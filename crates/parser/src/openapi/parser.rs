//! OpenAPI spec file parser

use crate::document::{load_document, DocumentFormat};
use crate::normalizer::filter_by_version;
use crate::{SpecFormat, SpecParser};
use serde_json::Value;
use specforge_common::Result;
use std::path::Path;

/// OpenAPI specification parser
///
/// Holds the decoded document. When an API version is set, the document is
/// filtered once at construction so the raw passthrough and the endpoint
/// descriptors agree.
pub struct OpenApiParser {
    /// Decoded, version-filtered document
    document: Value,

    /// Requested API version
    api_version: Option<String>,
}

impl OpenApiParser {
    /// Load an OpenAPI document from a `.json`, `.yaml` or `.yml` file
    ///
    /// # Example
    /// ```rust,ignore
    /// let parser = OpenApiParser::from_file("petstore.yaml")?.with_api_version("2");
    /// let model = parser.parse()?;
    /// ```
    pub fn from_file<P: AsRef<Path>>(path: P) -> Result<Self> {
        Ok(Self::from_value(load_document(path.as_ref())?))
    }

    /// Parse an OpenAPI document from text
    pub fn from_text(text: &str, format: DocumentFormat) -> Result<Self> {
        Ok(Self::from_value(format.decode(text)?))
    }

    /// Wrap an already decoded document
    pub fn from_value(document: Value) -> Self {
        Self {
            document,
            api_version: None,
        }
    }

    /// Keep only operations tagged with `version` (or untagged)
    pub fn with_api_version(mut self, version: &str) -> Self {
        filter_by_version(&mut self.document, version);
        self.api_version = Some(version.to_string());
        self
    }
}

impl SpecParser for OpenApiParser {
    fn format(&self) -> SpecFormat {
        SpecFormat::OpenApi
    }

    fn document(&self) -> &Value {
        &self.document
    }

    fn api_version(&self) -> Option<&str> {
        self.api_version.as_deref()
    }
}

#[cfg(test)]
mod tests {
    use super::*;

    #[test]
    fn test_parse_minimal_openapi() {
        let openapi_json = r#"{
            "openapi": "3.0.0",
            "info": {
                "title": "Test API",
                "version": "1.0.0"
            },
            "paths": {}
        }"#;

        let parser = OpenApiParser::from_text(openapi_json, DocumentFormat::Json);
        assert!(parser.is_ok());

        let parser = parser.unwrap();
        assert_eq!(parser.document["openapi"], "3.0.0");

        let model = parser.parse().unwrap();
        assert_eq!(model.info.title, "Test API");
        assert!(model.endpoints.is_empty());
    }

    #[test]
    fn test_with_api_version_filters_document() {
        let yaml = r#"
paths:
  /pets:
    get:
      x-api-version: "2"
    post:
      operationId: createPet
"#;
        let parser = OpenApiParser::from_text(yaml, DocumentFormat::Yaml)
            .unwrap()
            .with_api_version("1");

        assert!(parser.document()["paths"]["/pets"].get("get").is_none());
        let endpoints = parser.endpoints();
        assert_eq!(endpoints.len(), 1);
        assert_eq!(endpoints["POST /pets"].operation_id, "createPet");
    }
}
//! Async → sync client conversion
//!
//! The sync client is not a separate template: it is the rendered async
//! client rewritten line by line.

use regex::Regex;
use std::sync::LazyLock;

static RE_ASYNC_DEF: LazyLock<Regex> = LazyLock::new(|| Regex::new(r"async def").unwrap());
static RE_AWAIT_CALL: LazyLock<Regex> = LazyLock::new(|| Regex::new(r"await (.*?)\(").unwrap());
static RE_ASYNC_WITH: LazyLock<Regex> =
    LazyLock::new(|| Regex::new(r"async with (.*?) as (.*?):").unwrap());
static RE_ASYNCIO_SLEEP: LazyLock<Regex> =
    LazyLock::new(|| Regex::new(r"asyncio\.sleep\(").unwrap());

/// Rewrite async Python client code into its blocking equivalent
///
/// - `async def` → `def`
/// - `await f(` → `f(`
/// - `aiohttp` session → `requests` session
/// - `async with x as y:` → `with x as y:`
pub fn convert_to_sync(async_code: &str) -> String {
    let code = RE_ASYNC_DEF.replace_all(async_code, "def");
    let code = RE_AWAIT_CALL.replace_all(&code, "$1(");
    let code = code
        .replace("import aiohttp", "import requests")
        .replace("aiohttp.ClientSession()", "requests.Session()")
        .replace("import asyncio", "import time");
    let code = RE_ASYNCIO_SLEEP.replace_all(&code, "time.sleep(");
    RE_ASYNC_WITH
        .replace_all(&code, "with $1 as $2:")
        .into_owned()
}
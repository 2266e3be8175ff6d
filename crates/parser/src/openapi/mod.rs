//! OpenAPI 3 specification parser
//!
//! The native format. Documents are decoded untyped so malformed or partial
//! specs still produce a best-effort model instead of a deserialization error.
//!
//! ## Usage
//! ```rust,ignore
//! use specforge_parser::{openapi::OpenApiParser, SpecParser};
//!
//! let parser = OpenApiParser::from_file("petstore.yaml")?;
//! let model = parser.parse()?;
//! ```

mod converter;
mod parser;

pub use converter::{
    convert_document_to_model, extract_api_info, extract_endpoints, extract_external_docs,
    extract_security_schemes, extract_servers, extract_tags,
};
pub use parser::OpenApiParser;
//! Structured-data decoding of specification documents
//!
//! Both YAML and JSON decode into `serde_json::Value` so the rest of the
//! pipeline works on one untyped tree. Mapping order is preserved.

use serde_json::{Map, Number, Value};
use specforge_common::{GeneratorError, Result};
use std::fs;
use std::io::ErrorKind;
use std::path::Path;

/// Decoder selected from a file extension
#[derive(Debug, Clone, Copy, PartialEq, Eq)]
pub enum DocumentFormat {
    Yaml,
    Json,
}

impl DocumentFormat {
    /// Pick the decoder for a path (`.yaml`/`.yml` → YAML, `.json` → JSON)
    pub fn from_path(path: &Path) -> Result<Self> {
        let extension = path
            .extension()
            .and_then(|e| e.to_str())
            .map(|e| e.to_ascii_lowercase())
            .unwrap_or_default();

        match extension.as_str() {
            "yaml" | "yml" => Ok(DocumentFormat::Yaml),
            "json" => Ok(DocumentFormat::Json),
            _ => Err(GeneratorError::unsupported_extension(extension)),
        }
    }

    /// Decode document text
    pub fn decode(&self, text: &str) -> Result<Value> {
        match self {
            DocumentFormat::Json => serde_json::from_str(text)
                .map_err(|e| GeneratorError::Decode(format!("invalid JSON: {}", e))),
            DocumentFormat::Yaml => {
                let yaml: serde_yaml::Value = serde_yaml::from_str(text)
                    .map_err(|e| GeneratorError::Decode(format!("invalid YAML: {}", e)))?;
                Ok(yaml_to_json(yaml))
            }
        }
    }
}

/// Read and decode a document from disk
///
/// A missing file is reported as `NotFound`, distinct from a decode failure.
pub fn load_document(path: &Path) -> Result<Value> {
    let format = DocumentFormat::from_path(path)?;

    let content = fs::read_to_string(path).map_err(|e| match e.kind() {
        ErrorKind::NotFound => GeneratorError::NotFound(path.display().to_string()),
        _ => GeneratorError::Io(e),
    })?;

    tracing::debug!(path = %path.display(), ?format, "decoding specification document");
    format.decode(&content)
}

/// Convert a YAML tree into a JSON tree
///
/// Non-string mapping keys (`200:`, `true:`) are stringified; tags are dropped.
fn yaml_to_json(value: serde_yaml::Value) -> Value {
    match value {
        serde_yaml::Value::Null => Value::Null,
        serde_yaml::Value::Bool(b) => Value::Bool(b),
        serde_yaml::Value::Number(n) => yaml_number(&n),
        serde_yaml::Value::String(s) => Value::String(s),
        serde_yaml::Value::Sequence(items) => {
            Value::Array(items.into_iter().map(yaml_to_json).collect())
        }
        serde_yaml::Value::Mapping(mapping) => {
            let mut object = Map::new();
            for (key, value) in mapping {
                object.insert(yaml_key(key), yaml_to_json(value));
            }
            Value::Object(object)
        }
        serde_yaml::Value::Tagged(tagged) => yaml_to_json(tagged.value),
    }
}

fn yaml_number(n: &serde_yaml::Number) -> Value {
    if let Some(i) = n.as_i64() {
        Value::Number(i.into())
    } else if let Some(u) = n.as_u64() {
        Value::Number(u.into())
    } else {
        n.as_f64()
            .and_then(Number::from_f64)
            .map(Value::Number)
            .unwrap_or(Value::Null)
    }
}

fn yaml_key(key: serde_yaml::Value) -> String {
    match key {
        serde_yaml::Value::String(s) => s,
        serde_yaml::Value::Null => "null".to_string(),
        serde_yaml::Value::Bool(b) => b.to_string(),
        serde_yaml::Value::Number(n) => n.to_string(),
        other => match yaml_to_json(other) {
            Value::String(s) => s,
            json => json.to_string(),
        },
    }
}
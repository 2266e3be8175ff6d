//! Identifier conversion for generated code

use specforge_common::EndpointDescriptor;

const PYTHON_KEYWORDS: &[&str] = &[
    "False", "None", "True", "and", "as", "assert", "async", "await", "break", "class",
    "continue", "def", "del", "elif", "else", "except", "finally", "for", "from", "global", "if",
    "import", "in", "is", "lambda", "nonlocal", "not", "or", "pass", "raise", "return", "try",
    "while", "with", "yield",
];

const JS_RESERVED: &[&str] = &[
    "break", "case", "catch", "class", "const", "continue", "debugger", "default", "delete", "do",
    "else", "enum", "export", "extends", "false", "finally", "for", "function", "if", "import",
    "in", "instanceof", "new", "null", "return", "super", "switch", "this", "throw", "true", "try",
    "typeof", "var", "void", "while", "with", "yield", "let", "static", "await",
];

/// `listPets` → `list_pets`, `X-Request-Id` → `x_request_id`
///
/// Any character that cannot appear in an identifier becomes `_`; runs of
/// separators collapse and never lead or trail.
pub fn snake_case(input: &str) -> String {
    let mut out = String::with_capacity(input.len() + 4);
    let mut prev_lower_or_digit = false;

    for ch in input.chars() {
        if ch.is_ascii_alphanumeric() {
            if ch.is_ascii_uppercase() && prev_lower_or_digit {
                out.push('_');
            }
            out.push(ch.to_ascii_lowercase());
            prev_lower_or_digit = ch.is_ascii_lowercase() || ch.is_ascii_digit();
        } else {
            if !out.is_empty() && !out.ends_with('_') {
                out.push('_');
            }
            prev_lower_or_digit = false;
        }
    }

    while out.ends_with('_') {
        out.pop();
    }
    if out.starts_with(|c: char| c.is_ascii_digit()) {
        out.insert(0, '_');
    }
    out
}

/// `list_pets` → `listPets`
pub fn camel_case(input: &str) -> String {
    let snake = snake_case(input);
    let mut words = snake.split('_').filter(|w| !w.is_empty());
    let mut out = words.next().unwrap_or_default().to_string();
    for word in words {
        out.push_str(&capitalize(word));
    }
    out
}

/// `new_pet` → `NewPet`
pub fn pascal_case(input: &str) -> String {
    snake_case(input)
        .split('_')
        .filter(|w| !w.is_empty())
        .map(capitalize)
        .collect()
}

fn capitalize(word: &str) -> String {
    let mut chars = word.chars();
    match chars.next() {
        Some(first) => first.to_ascii_uppercase().to_string() + chars.as_str(),
        None => String::new(),
    }
}

/// snake_case identifier that is not a Python keyword (`from` → `from_`)
pub fn python_ident(name: &str) -> String {
    let ident = snake_case(name);
    if ident.is_empty() {
        "value".to_string()
    } else if PYTHON_KEYWORDS.contains(&ident.as_str()) {
        ident + "_"
    } else {
        ident
    }
}

/// camelCase identifier that is not a JavaScript reserved word
pub fn js_ident(name: &str) -> String {
    let ident = camel_case(name);
    if ident.is_empty() {
        "value".to_string()
    } else if JS_RESERVED.contains(&ident.as_str()) {
        ident + "_"
    } else {
        ident
    }
}

/// Rewrite `{name}` path segments through `ident`, wrapping each in `open`..`close`
///
/// `/pets/{petId}` with `python_ident` and `{`..`}` gives `/pets/{pet_id}`.
pub fn path_template(
    path: &str,
    ident: impl Fn(&str) -> String,
    open: &str,
    close: &str,
) -> String {
    let mut out = String::with_capacity(path.len() + 8);
    let mut rest = path;
    while let Some(start) = rest.find('{') {
        let Some(len) = rest[start + 1..].find('}') else {
            break;
        };
        out.push_str(&rest[..start]);
        out.push_str(open);
        out.push_str(&ident(&rest[start + 1..start + 1 + len]));
        out.push_str(close);
        rest = &rest[start + len + 2..];
    }
    out.push_str(rest);
    out
}

/// Method name for an endpoint: its operation id, or `<method>_<path segments>`
pub fn method_name(endpoint: &EndpointDescriptor) -> String {
    if !endpoint.operation_id.is_empty() {
        let name = snake_case(&endpoint.operation_id);
        if !name.is_empty() {
            return name;
        }
    }
    snake_case(&format!(
        "{}_{}",
        endpoint.method.as_str().to_ascii_lowercase(),
        endpoint.path
    ))
}

#[cfg(test)]
mod tests {
    use super::*;
    use specforge_common::HttpMethod;

    #[test]
    fn test_snake_case() {
        assert_eq!(snake_case("listPets"), "list_pets");
        assert_eq!(snake_case("showPetById"), "show_pet_by_id");
        assert_eq!(snake_case("X-Request-Id"), "x_request_id");
        assert_eq!(snake_case("already_snake"), "already_snake");
        assert_eq!(snake_case("HTTPServer"), "httpserver");
        assert_eq!(snake_case("/pets/{petId}"), "pets_pet_id");
        assert_eq!(snake_case("2fa"), "_2fa");
    }

    #[test]
    fn test_camel_and_pascal_case() {
        assert_eq!(camel_case("list_pets"), "listPets");
        assert_eq!(camel_case("showPetById"), "showPetById");
        assert_eq!(pascal_case("new_pet"), "NewPet");
        assert_eq!(pascal_case("Pet"), "Pet");
    }

    #[test]
    fn test_reserved_identifiers() {
        assert_eq!(python_ident("from"), "from_");
        assert_eq!(python_ident("petId"), "pet_id");
        assert_eq!(js_ident("default"), "default_");
        assert_eq!(js_ident("X-Request-Id"), "xRequestId");
    }

    #[test]
    fn test_path_template() {
        assert_eq!(
            path_template("/pets/{petId}/toys/{toy_id}", python_ident, "{", "}"),
            "/pets/{pet_id}/toys/{toy_id}"
        );
        assert_eq!(
            path_template("/pets/{petId}", js_ident, "${encodeURIComponent(", ")}"),
            "/pets/${encodeURIComponent(petId)}"
        );
        assert_eq!(path_template("/pets", python_ident, "{", "}"), "/pets");
    }

    #[test]
    fn test_method_name_fallback() {
        let mut endpoint = EndpointDescriptor {
            method: HttpMethod::Get,
            path: "/pets/{petId}".to_string(),
            summary: String::new(),
            description: String::new(),
            operation_id: String::new(),
            parameters: Vec::new(),
            request_body: None,
            responses: Default::default(),
            security: Vec::new(),
            tags: Vec::new(),
        };
        assert_eq!(method_name(&endpoint), "get_pets_pet_id");

        endpoint.operation_id = "showPetById".to_string();
        assert_eq!(method_name(&endpoint), "show_pet_by_id");
    }
}
//! RAML spec file parser

use super::converter::convert_raml_to_openapi;
use crate::document::DocumentFormat;
use crate::normalizer::filter_by_version;
use crate::{SpecFormat, SpecParser};
use serde_json::Value;
use specforge_common::{GeneratorError, Result};
use std::fs;
use std::io::ErrorKind;
use std::path::Path;

/// RAML 1.0 specification parser
///
/// Decodes the RAML YAML and immediately rewrites it into OpenAPI shape;
/// the original RAML tree is not kept.
pub struct RamlParser {
    /// OpenAPI-shaped document
    document: Value,

    /// Requested API version
    api_version: Option<String>,
}

impl RamlParser {
    /// Load a RAML document (`.raml`, `.yaml` or `.yml`)
    pub fn from_file<P: AsRef<Path>>(path: P) -> Result<Self> {
        let path = path.as_ref();
        let extension = path
            .extension()
            .and_then(|e| e.to_str())
            .map(|e| e.to_ascii_lowercase())
            .unwrap_or_default();
        if !matches!(extension.as_str(), "raml" | "yaml" | "yml") {
            return Err(GeneratorError::unsupported_extension(extension));
        }

        let content = fs::read_to_string(path).map_err(|e| match e.kind() {
            ErrorKind::NotFound => GeneratorError::NotFound(path.display().to_string()),
            _ => GeneratorError::Io(e),
        })?;

        Self::from_text(&content)
    }

    /// Parse RAML text
    pub fn from_text(text: &str) -> Result<Self> {
        let raml = DocumentFormat::Yaml.decode(text).map_err(|e| match e {
            GeneratorError::Decode(msg) => {
                GeneratorError::Decode(format!("Error parsing RAML specification: {}", msg))
            }
            other => other,
        })?;

        if !raml.is_object() {
            return Err(GeneratorError::Decode(
                "Error parsing RAML specification: root is not a mapping".to_string(),
            ));
        }

        Ok(Self {
            document: convert_raml_to_openapi(&raml),
            api_version: None,
        })
    }

    /// Keep only operations tagged with `version` (or untagged)
    pub fn with_api_version(mut self, version: &str) -> Self {
        filter_by_version(&mut self.document, version);
        self.api_version = Some(version.to_string());
        self
    }
}

impl SpecParser for RamlParser {
    fn format(&self) -> SpecFormat {
        SpecFormat::Raml
    }

    fn document(&self) -> &Value {
        &self.document
    }

    fn api_version(&self) -> Option<&str> {
        self.api_version.as_deref()
    }
}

════════

• [Instructions to follow] The range runs from the line with "const PYTHON_KEYWORDS: &[&str]" up to and including the line with "const JS_RESERVED: &[&str]" in the listing above; please write out exactly those lines and nothing more.

• [Task output]
const PYTHON_KEYWORDS: &[&str] = &[
    "False", "None", "True", "and", "as", "assert", "async", "await", "break", "class",
    "continue", "def", "del", "elif", "else", "except", "finally", "for", "from", "global", "if",
    "import", "in", "is", "lambda", "nonlocal", "not", "or", "pass", "raise", "return", "try",
    "while", "with", "yield",
];

const JS_RESERVED: &[&str] = &[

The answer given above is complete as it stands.